Claro que no dudaría de mi, el me conoce y sabe que ha sido el único hombre en mi vida, estamos juntos desde hace dos años y unos meses al principio fue un noviazgo de salir a pasear, comer helado, agarrarnos de las manos y uno que otro beso inocente, Max siempre ha sido atento y cariñoso conmigo, somos la pareja ideal, nos enamoramos locamente del otro al punto de querer esperarnos y tener nuestra primera vez juntos, cosa que pasó hace poco más de seis meses después de cumplir mis dieciséis, ya Max el próximo año se irá a la universidad y quisimos dar ese paso juntos como un sello para nuestro gran amor y desde entonces hemos tenido nuestros encuentros amorosos obviamente a escondidas, hemos ido aprendiendo juntos y cada vez es mejor que la anterior , Max es el más amoroso y delicado, me trata como su mas preciado tesoro y aunque no estaba en nuestros planes todo lo que esta pasando no esperaba menos de su reacción, siempre nos cuidamos y no sabemos como pasó, pero como dice el ya paso y hay que afrontarlo.
.
.
.
Toco el timbre de la casa de mi novio con insistencia, hace una semana de la confirmación de mi embarazo y nuestra última conversación, no ha ido a clases y su celular aparece desconectado, temo que algo le halla pasado, debemos hablar ya con mis padres ya que mis síntomas cada ves son más difíciles de disimular
- Buenos días- le digo al ama de llaves de los Giraldo cuando me abre la enorme puerta- se encuentra Max?- pregunto cuando veo que me cierra el paso para que no entre mirándome con cara de pena- pasa algo María? – pregunto extrañada por su actitud, no es como si ella no me conociera, ambas familias sabían de nuestra relación y la apoyaban, aunque nunca fui santo de devoción de la madre de Max por tener más dinero que nosotros, por qué aunque mi padre tiene su propia empresa de publicidad y somos de excelente posición económica, ellos nos llevan mucha ventaja con la empresa familiar de exportación de flores que viene de más de cinco generaciones atrás-
- Señorita …
- Quien es María? – María es interrumpida por la molesta voz de Leonor quien segundos después abre de golpe la puerta – que haces aquí? – pregunta con la cara pálida como si hubiese visto al anticristo-
- Vine a buscar a Max, no se nada de el desde …
- Pues no lo busques más- me interrumpe mirándome con cara de satisfacción- el está bien lejos de aquí y de tu problemita – señala mi barriga y yo llevo mis manos a ella instintivamente-
- Como dice? – mi voz flaquea llena de incredulidad- Max no pudo…
- Claro que lo hizo, que esperabas?
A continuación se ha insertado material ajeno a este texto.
//! Structured errors for document parsing and schema construction.
//!
//! Parse failures are always fatal to the parse call. Patch rejections and
//! inspection issues are data and live in [`crate::core::patch`] and
//! [`crate::core::inspect`].

use crate::core::syntax::Syntax;

/// A schema invariant violated by a form, independent of where it came from.
#[derive(Debug, Clone, PartialEq, Eq, thiserror::Error)]
pub enum SchemaError {
    /// An id was declared twice in the same scope.
    #[error("duplicate {scope} id '{id}'")]
    DuplicateId { scope: String, id: String },

    /// A field targets a role the form does not declare.
    #[error("field '{field}' targets undeclared role '{role}'")]
    UnknownRole { field: String, role: String },

    /// A documentation block references an unknown element.
    #[error("'{0}' does not reference the form, a group, or a field")]
    UnknownReference(String),

    /// A constraint is inconsistent or unusable (e.g. `min > max`).
    #[error("invalid constraint on '{field}': {message}")]
    InvalidConstraint { field: String, message: String },
}

/// What went wrong while parsing a document.
#[derive(Debug, Clone, PartialEq, thiserror::Error)]
pub enum ParseErrorKind {
    #[error("invalid front matter: {0}")]
    FrontMatter(String),

    #[error("expected {expected}, found {found}")]
    Expected { expected: String, found: String },

    #[error("unknown marker '{0}'")]
    UnknownMarker(String),

    #[error("unknown attribute '{attribute}' on {tag}")]
    UnknownAttribute { tag: String, attribute: String },

    #[error("missing required attribute '{attribute}' on {tag}")]
    MissingAttribute { tag: String, attribute: String },

    #[error("invalid attribute '{attribute}': {message}")]
    InvalidAttribute { attribute: String, message: String },

    #[error("document uses {expected} markers but found a {found} marker")]
    MixedSyntax { expected: Syntax, found: Syntax },

    #[error(transparent)]
    Schema(#[from] SchemaError),

    #[error("invalid value for field '{field}': {message}")]
    InvalidValue { field: String, message: String },

    #[error("unexpected content in field '{field}': {found}")]
    UnexpectedContent { field: String, found: String },

    #[error("bare checklist item in a document that declares explicit fields")]
    MixedPlanItems,

    #[error("unclosed {0}")]
    Unclosed(String),

    #[error("document has no form marker")]
    MissingForm,
}

/// A fatal parse failure with its 1-based source position.
#[derive(Debug, Clone, PartialEq, thiserror::Error)]
#[error("line {line}, column {column}: {kind}")]
pub struct ParseError {
    pub line: usize,
    pub column: usize,
    pub kind: ParseErrorKind,
}

impl ParseError {
    pub fn new(line: usize, column: usize, kind: impl Into<ParseErrorKind>) -> Self {
        Self {
            line,
            column,
            kind: kind.into(),
        }
    }

    pub fn expected(
        line: usize,
        column: usize,
        expected: impl Into<String>,
        found: impl Into<String>,
    ) -> Self {
        Self::new(
            line,
            column,
            ParseErrorKind::Expected {
                expected: expected.into(),
                found: found.into(),
            },
        )
    }
}
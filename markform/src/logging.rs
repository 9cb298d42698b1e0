//! Diagnostics for the `markform` binary.
//!
//! The engine reports its work through `tracing` events.
//! This module only decides where they go: stderr, filtered by `RUST_LOG`,
//! so stdout stays clean for `--json` output and piped documents.
//!
//! Nothing logged here is durable. The lasting account of a fill is the
//! `<doc>.fill.json` sidecar written by `io::fill_record`, and it is written
//! the same way whatever the filter says.

use tracing_subscriber::{EnvFilter, fmt, layer::SubscriberExt, util::SubscriberInitExt};

/// Level used when `RUST_LOG` is unset or unparsable.
const DEFAULT_FILTER: &str = "warn";

/// Install the stderr subscriber. Call once, first thing in `main`.
///
/// `RUST_LOG=markform=debug` traces every patch batch and fill turn;
/// `RUST_LOG=markform::fill=debug` narrows that to the harness.
pub fn init() {
    let filter =
        EnvFilter::try_from_default_env().unwrap_or_else(|_| EnvFilter::new(DEFAULT_FILTER));

    tracing_subscriber::registry()
        .with(filter)
        .with(fmt::layer().with_writer(std::io::stderr).compact())
        .init();
}
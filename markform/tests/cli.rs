//! CLI tests: spawn the `markform` binary and check exit codes and outputs.

use std::fs;
use std::path::Path;
use std::process::{Command, Output};

use markform::exit_codes;
use markform::test_support::{PARALLEL_DOC, SIMPLE_DOC};

fn markform(dir: &Path, args: &[&str]) -> Output {
    Command::new(env!("CARGO_BIN_EXE_markform"))
        .current_dir(dir)
        .args(args)
        .output()
        .expect("run markform")
}

fn stdout(output: &Output) -> String {
    String::from_utf8_lossy(&output.stdout).into_owned()
}

const FILLED_PATCHES: &str = r#"[
  {"op": "set_string", "field_id": "name", "value": "Alice"},
  {"op": "set_single_select", "field_id": "size", "selected": "high"}
]"#;

#[test]
fn inspect_reports_incomplete_then_complete() {
    let temp = tempfile::tempdir().expect("tempdir");
    fs::write(temp.path().join("intake.form.md"), SIMPLE_DOC).expect("write");

    let output = markform(temp.path(), &["inspect", "intake.form.md", "--json"]);
    assert_eq!(output.status.code(), Some(exit_codes::INCOMPLETE));
    let json: serde_json::Value = serde_json::from_str(&stdout(&output)).expect("json");
    assert_eq!(json["complete"], false);
    assert_eq!(json["issues"][0]["ref"]["field_id"], "name");
    assert_eq!(json["issues"][0]["category"], "missing");

    fs::write(temp.path().join("patches.json"), FILLED_PATCHES).expect("write patches");
    let applied = markform(
        temp.path(),
        &["apply", "intake.form.md", "--patches", "patches.json"],
    );
    assert_eq!(applied.status.code(), Some(exit_codes::OK));

    let output = markform(temp.path(), &["inspect", "intake.form.md"]);
    assert_eq!(output.status.code(), Some(exit_codes::OK));
}

#[test]
fn rejected_batch_exits_with_rejected_code_and_leaves_the_file() {
    let temp = tempfile::tempdir().expect("tempdir");
    let path = temp.path().join("intake.form.md");
    fs::write(&path, SIMPLE_DOC).expect("write");
    fs::write(
        temp.path().join("bad.json"),
        r#"[{"op": "set_string", "field_id": "name", "value": "A"}]"#,
    )
    .expect("write patches");

    let output = markform(temp.path(), &["apply", "intake.form.md", "--patches", "bad.json"]);
    assert_eq!(output.status.code(), Some(exit_codes::REJECTED));
    assert!(stdout(&output).contains("rejected #0 set_string 'name'"));
    assert_eq!(fs::read_to_string(&path).expect("read"), SIMPLE_DOC);
}

#[test]
fn dry_run_prints_without_writing() {
    let temp = tempfile::tempdir().expect("tempdir");
    let path = temp.path().join("intake.form.md");
    fs::write(&path, SIMPLE_DOC).expect("write");
    fs::write(temp.path().join("patches.json"), FILLED_PATCHES).expect("write patches");

    let output = markform(
        temp.path(),
        &["apply", "intake.form.md", "--patches", "patches.json", "--dry-run"],
    );
    assert_eq!(output.status.code(), Some(exit_codes::OK));
    assert!(stdout(&output).contains("Alice"));
    assert_eq!(fs::read_to_string(&path).expect("read"), SIMPLE_DOC);
}

#[test]
fn fill_from_reference_writes_output_and_record() {
    let temp = tempfile::tempdir().expect("tempdir");
    fs::write(temp.path().join("intake.form.md"), SIMPLE_DOC).expect("write");
    fs::write(temp.path().join("reference.form.md"), SIMPLE_DOC).expect("write");
    fs::write(temp.path().join("patches.json"), FILLED_PATCHES).expect("write patches");
    let applied = markform(
        temp.path(),
        &["apply", "reference.form.md", "--patches", "patches.json"],
    );
    assert_eq!(applied.status.code(), Some(exit_codes::OK));

    let output = markform(
        temp.path(),
        &[
            "fill",
            "intake.form.md",
            "--reference",
            "reference.form.md",
            "--output",
            "filled.form.md",
            "--record",
        ],
    );
    assert_eq!(output.status.code(), Some(exit_codes::OK));
    assert!(stdout(&output).contains("turn 1 eid:serial:o0"));
    assert_eq!(
        fs::read_to_string(temp.path().join("filled.form.md")).expect("read output"),
        fs::read_to_string(temp.path().join("reference.form.md")).expect("read reference"),
    );
    assert!(temp.path().join("filled.form.md.fill.json").exists());
    assert_eq!(
        fs::read_to_string(temp.path().join("intake.form.md")).expect("read input"),
        SIMPLE_DOC
    );
}

#[test]
fn fill_with_a_blank_reference_is_incomplete() {
    let temp = tempfile::tempdir().expect("tempdir");
    fs::write(temp.path().join("brief.form.md"), PARALLEL_DOC).expect("write");
    fs::write(temp.path().join("blank.form.md"), PARALLEL_DOC).expect("write");
    fs::write(temp.path().join("harness.toml"), "max_turns = 5\n").expect("write config");

    let output = markform(
        temp.path(),
        &[
            "fill",
            "brief.form.md",
            "--reference",
            "blank.form.md",
            "--config",
            "harness.toml",
        ],
    );
    assert_eq!(output.status.code(), Some(exit_codes::INCOMPLETE));
    assert!(stdout(&output).contains("incomplete: no patches from eid:serial:o0"));
}

#[test]
fn format_check_and_export() {
    let temp = tempfile::tempdir().expect("tempdir");
    fs::write(temp.path().join("intake.form.md"), SIMPLE_DOC).expect("write");

    let check = markform(temp.path(), &["format", "intake.form.md", "--check"]);
    assert_eq!(check.status.code(), Some(exit_codes::OK));

    let export = markform(temp.path(), &["export", "intake.form.md"]);
    assert_eq!(export.status.code(), Some(exit_codes::OK));
    let json: serde_json::Value = serde_json::from_str(&stdout(&export)).expect("json");
    assert_eq!(json["form_id"], "intake");
    assert_eq!(json["fields"][1]["id"], "size");
}

#[test]
fn format_rewrites_loose_field_bodies() {
    let temp = tempfile::tempdir().expect("tempdir");
    let path = temp.path().join("note.form.md");
    let loose = "<!-- form id=\"note\" -->\n<!-- field kind=\"string\" id=\"body\" label=\"Body\" -->\n\n```value\nhello\n```\n\n<!-- /field -->\n<!-- /form -->\n";
    fs::write(&path, loose).expect("write");

    let check = markform(temp.path(), &["format", "note.form.md", "--check"]);
    assert_eq!(check.status.code(), Some(exit_codes::INVALID));
    assert_eq!(fs::read_to_string(&path).expect("read"), loose);

    let format = markform(temp.path(), &["format", "note.form.md"]);
    assert_eq!(format.status.code(), Some(exit_codes::OK));
    assert_eq!(
        fs::read_to_string(&path).expect("read"),
        loose.replace("-->\n\n```", "-->\n```").replace("```\n\n<!--", "```\n<!--")
    );

    let recheck = markform(temp.path(), &["format", "note.form.md", "--check"]);
    assert_eq!(recheck.status.code(), Some(exit_codes::OK));
}

#[test]
fn parse_errors_exit_invalid() {
    let temp = tempfile::tempdir().expect("tempdir");
    fs::write(
        temp.path().join("broken.form.md"),
        "<!-- form id=\"x\" -->\n<!-- feild id=\"y\" -->\n<!-- /form -->\n",
    )
    .expect("write");

    let output = markform(temp.path(), &["inspect", "broken.form.md"]);
    assert_eq!(output.status.code(), Some(exit_codes::INVALID));
    assert!(String::from_utf8_lossy(&output.stderr).contains("broken.form.md"));
}
impl Attrs {
    pub fn get(&self, key: &str) -> Option<&Value> {
        self.entries
            .iter()
            .find(|(name, _)| name == key)
            .map(|(_, value)| value)
    }

    pub fn keys(&self) -> impl Iterator<Item = &str> {
        self.entries.iter().map(|(name, _)| name.as_str())
    }
}

#[derive(Debug, Clone, PartialEq)]
pub enum MarkerKind {
    Open { tag: TagName, attrs: Attrs },
    Close(TagName),
}

#[derive(Debug, Clone, PartialEq)]
pub struct Marker {
    pub syntax: Syntax,
    pub kind: MarkerKind,
}

static ATTR_LIKE: LazyLock<Regex> =
    LazyLock::new(|| Regex::new(r"^\s*[A-Za-z_][\w-]*=").expect("valid regex"));
static CHECKLIST: LazyLock<Regex> = LazyLock::new(|| {
    Regex::new(r"^(\s*[-*+]\s+)\[([^\]])\]((?:\s.*)?)$").expect("valid regex")
});
static ID: LazyLock<Regex> =
    LazyLock::new(|| Regex::new(r"^[A-Za-z_][A-Za-z0-9_-]*$").expect("valid regex"));

pub fn is_valid_id(id: &str) -> bool {
    ID.is_match(id)
}

/// Split a full line into marker syntax and inner text, if it is delimited.
fn delimited(line: &str) -> Option<(Syntax, &str)> {
    let trimmed = line.trim();
    if trimmed.len() >= 7 && trimmed.starts_with("<!--") && trimmed.ends_with("-->") {
        return Some((Syntax::Comment, trimmed[4..trimmed.len() - 3].trim()));
    }
    if trimmed.len() >= 4 && trimmed.starts_with("{%") && trimmed.ends_with("%}") {
        return Some((Syntax::Tag, trimmed[2..trimmed.len() - 2].trim()));
    }
    None
}

/// Lex a line that may be a structural marker.
///
/// Returns `Ok(None)` for prose, including ordinary HTML comments.
pub fn scan_marker(line: &str) -> Result<Option<Marker>, ParseErrorKind> {
    let Some((syntax, inner)) = delimited(line) else {
        return Ok(None);
    };

    if inner.starts_with('#') {
        return Err(ParseErrorKind::Expected {
            expected: "a checklist item before the option id marker".to_string(),
            found: format!("'{inner}'"),
        });
    }

    if let Some(name) = inner.strip_prefix('/') {
        let name = name.trim();
        return match (TagName::lookup(name), syntax) {
            (Some(tag), _) => Ok(Some(Marker {
                syntax,
                kind: MarkerKind::Close(tag),
            })),
            (None, Syntax::Tag) => Err(ParseErrorKind::UnknownMarker(format!("/{name}"))),
            (None, Syntax::Comment) => Ok(None),
        };
    }

    let (name, rest) = inner
        .split_once(char::is_whitespace)
        .unwrap_or((inner, ""));
    match (TagName::lookup(name), syntax) {
        (Some(tag), _) => Ok(Some(Marker {
            syntax,
            kind: MarkerKind::Open {
                tag,
                attrs: parse_attrs(rest)?,
            },
        })),
        (None, Syntax::Tag) => Err(ParseErrorKind::UnknownMarker(name.to_string())),
        (None, Syntax::Comment) if ATTR_LIKE.is_match(rest) => {
            Err(ParseErrorKind::UnknownMarker(name.to_string()))
        }
        (None, Syntax::Comment) => Ok(None),
    }
}

/// Parse `name=value` pairs; values are JSON scalars or arrays.
pub fn parse_attrs(input: &str) -> Result<Attrs, ParseErrorKind> {
    let mut attrs = Attrs::default();
    let mut rest = input.trim_start();

    while !rest.is_empty() {
        let name_len = rest
            .find(|c: char| !(c.is_ascii_alphanumeric() || c == '_' || c == '-'))
            .unwrap_or(rest.len());
        let name = &rest[..name_len];
        let after_name = &rest[name_len..];
        let Some(after_eq) = after_name.strip_prefix('=') else {
            return Err(ParseErrorKind::InvalidAttribute {
                attribute: snippet(rest),
                message: "expected name=value".to_string(),
            });
        };
        if name.is_empty() {
            return Err(ParseErrorKind::InvalidAttribute {
                attribute: snippet(rest),
                message: "missing attribute name".to_string(),
            });
        }

        let value_len = scan_value(after_eq).ok_or_else(|| ParseErrorKind::InvalidAttribute {
            attribute: name.to_string(),
            message: "unterminated value".to_string(),
        })?;
        let raw = &after_eq[..value_len];
        let value: Value =
            serde_json::from_str(raw).map_err(|_| ParseErrorKind::InvalidAttribute {
                attribute: name.to_string(),
                message: format!("'{raw}' is not a string, number, boolean, or array"),
            })?;

        if attrs.get(name).is_some() {
            return Err(ParseErrorKind::InvalidAttribute {
                attribute: name.to_string(),
                message: "declared more than once".to_string(),
            });
        }
        attrs.entries.push((name.to_string(), value));
        rest = after_eq[value_len..].trim_start();
    }

    Ok(attrs)
}

/// Byte length of the value token at the start of `input`.
fn scan_value(input: &str) -> Option<usize> {
    let mut chars = input.char_indices();
    let (_, first) = chars.next()?;
    match first {
        '"' => {
            let mut escaped = false;
            for (idx, c) in chars {
                match (escaped, c) {
                    (true, _) => escaped = false,
                    (false, '\\') => escaped = true,
                    (false, '"') => return Some(idx + 1),
                    _ => {}
                }
            }
            None
        }
        '[' => {
            let mut depth = 1usize;
            let mut in_string = false;
            let mut escaped = false;
            for (idx, c) in chars {
                if in_string {
                    match (escaped, c) {
                        (true, _) => escaped = false,
                        (false, '\\') => escaped = true,
                        (false, '"') => in_string = false,
                        _ => {}
                    }
                    continue;
                }
                match c {
                    '"' => in_string = true,
                    '[' => depth += 1,
                    ']' => {
                        depth -= 1;
                        if depth == 0 {
                            return Some(idx + 1);
                        }
                    }
                    _ => {}
                }
            }
            None
        }
        _ => Some(input.find(char::is_whitespace).unwrap_or(input.len())),
    }
}

fn snippet(text: &str) -> String {
    text.chars().take(24).collect()
}

/// Typed access to marker attributes; anything left unread is an error.
pub struct AttrReader<'a> {
    tag: String,
    attrs: &'a Attrs,
    used: Vec<&'a str>,
}

impl<'a> AttrReader<'a> {
    pub fn new(tag: impl Into<String>, attrs: &'a Attrs) -> Self {
        Self {
            tag: tag.into(),
            attrs,
            used: Vec::new(),
        }
    }

    fn take(&mut self, key: &'a str) -> Option<&'a Value> {
        let value = self.attrs.get(key)?;
        self.used.push(key);
        Some(value)
    }

    fn invalid(key: &str, message: &str) -> ParseErrorKind {
        ParseErrorKind::InvalidAttribute {
            attribute: key.to_string(),
            message: message.to_string(),
        }
    }

    pub fn string(&mut self, key: &'a str) -> Result<Option<String>, ParseErrorKind> {
        match self.take(key) {
            None => Ok(None),
            Some(Value::String(text)) => Ok(Some(text.clone())),
            Some(_) => Err(Self::invalid(key, "expected a string")),
        }
    }

    pub fn required_string(&mut self, key: &'a str) -> Result<String, ParseErrorKind> {
        self.string(key)?
            .ok_or_else(|| ParseErrorKind::MissingAttribute {
                tag: self.tag.clone(),
                attribute: key.to_string(),
            })
    }

    pub fn bool(&mut self, key: &'a str) -> Result<Option<bool>, ParseErrorKind> {
        match self.take(key) {
            None => Ok(None),
            Some(Value::Bool(flag)) => Ok(Some(*flag)),
            Some(_) => Err(Self::invalid(key, "expected true or false")),
        }
    }

    pub fn int(&mut self, key: &'a str) -> Result<Option<i64>, ParseErrorKind> {
        match self.take(key) {
            None => Ok(None),
            Some(value) => value
                .as_i64()
                .map(Some)
                .ok_or_else(|| Self::invalid(key, "expected an integer")),
        }
    }

    pub fn count(&mut self, key: &'a str) -> Result<Option<usize>, ParseErrorKind> {
        match self.take(key) {
            None => Ok(None),
            Some(value) => value
                .as_u64()
                .and_then(|n| usize::try_from(n).ok())
                .map(Some)
                .ok_or_else(|| Self::invalid(key, "expected a non-negative integer")),
        }
    }

    pub fn number(&mut self, key: &'a str) -> Result<Option<f64>, ParseErrorKind> {
        match self.take(key) {
            None => Ok(None),
            Some(value) => value
                .as_f64()
                .map(Some)
                .ok_or_else(|| Self::invalid(key, "expected a number")),
        }
    }

    pub fn string_list(&mut self, key: &'a str) -> Result<Option<Vec<String>>, ParseErrorKind> {
        match self.take(key) {
            None => Ok(None),
            Some(Value::Array(items)) => items
                .iter()
                .map(|item| {
                    item.as_str()
                        .map(str::to_string)
                        .ok_or_else(|| Self::invalid(key, "expected an array of strings"))
                })
                .collect::<Result<Vec<_>, _>>()
                .map(Some),
            Some(_) => Err(Self::invalid(key, "expected an array of strings")),
        }
    }

    /// Fail on the first attribute nothing asked for.
    pub fn finish(self) -> Result<(), ParseErrorKind> {
        match self.attrs.keys().find(|key| !self.used.contains(key)) {
            Some(key) => Err(ParseErrorKind::UnknownAttribute {
                tag: self.tag,
                attribute: key.to_string(),
            }),
            None => Ok(()),
        }
    }
}

/// A `- [T] rest` line, split around the bracket token.
#[derive(Debug, Clone, Copy, PartialEq, Eq)]
pub struct ChecklistLine<'a> {
    pub prefix: &'a str,
    pub token: char,
    pub rest: &'a str,
}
Que se arruinara la vida a tu lado haciéndose cargo de un hijo que sabrá Dios si es suyo? – sus palabras calan hondo en mi pecho, Max no me haría esto, el me ama tanto como yo a él, el me prometió que asumiríamos esto juntos –
- Usted no puede hablar en serio – lagrimas gruesas abandonan mis ojos y siento un fuerte dolor en mi pecho, suelta una risa terrorífica y me estremezco-
- Mira niñita, te diré algo y solo una vez – toma mi brazo guiándome por el jardín fuera de la propiedad – olvídate de mi Máximo y olvídate que esta casa existe, no te quiero volver a ver aquí, arregla tu problema como puedas pero a nosotros no nos involucres – me empuja a la calle- nosotros no cargaremos con las consecuencias de tus calenturas y no permitiré que eches a perder el futuro de mi hijo – cierra el enrejado dejándome fuera y yo quedo estática, parada en la acera sin entender lo que acaba de pasar, no puede ser que mi amor me halla abandonado, que nos halla abandonado… y ahora que haré???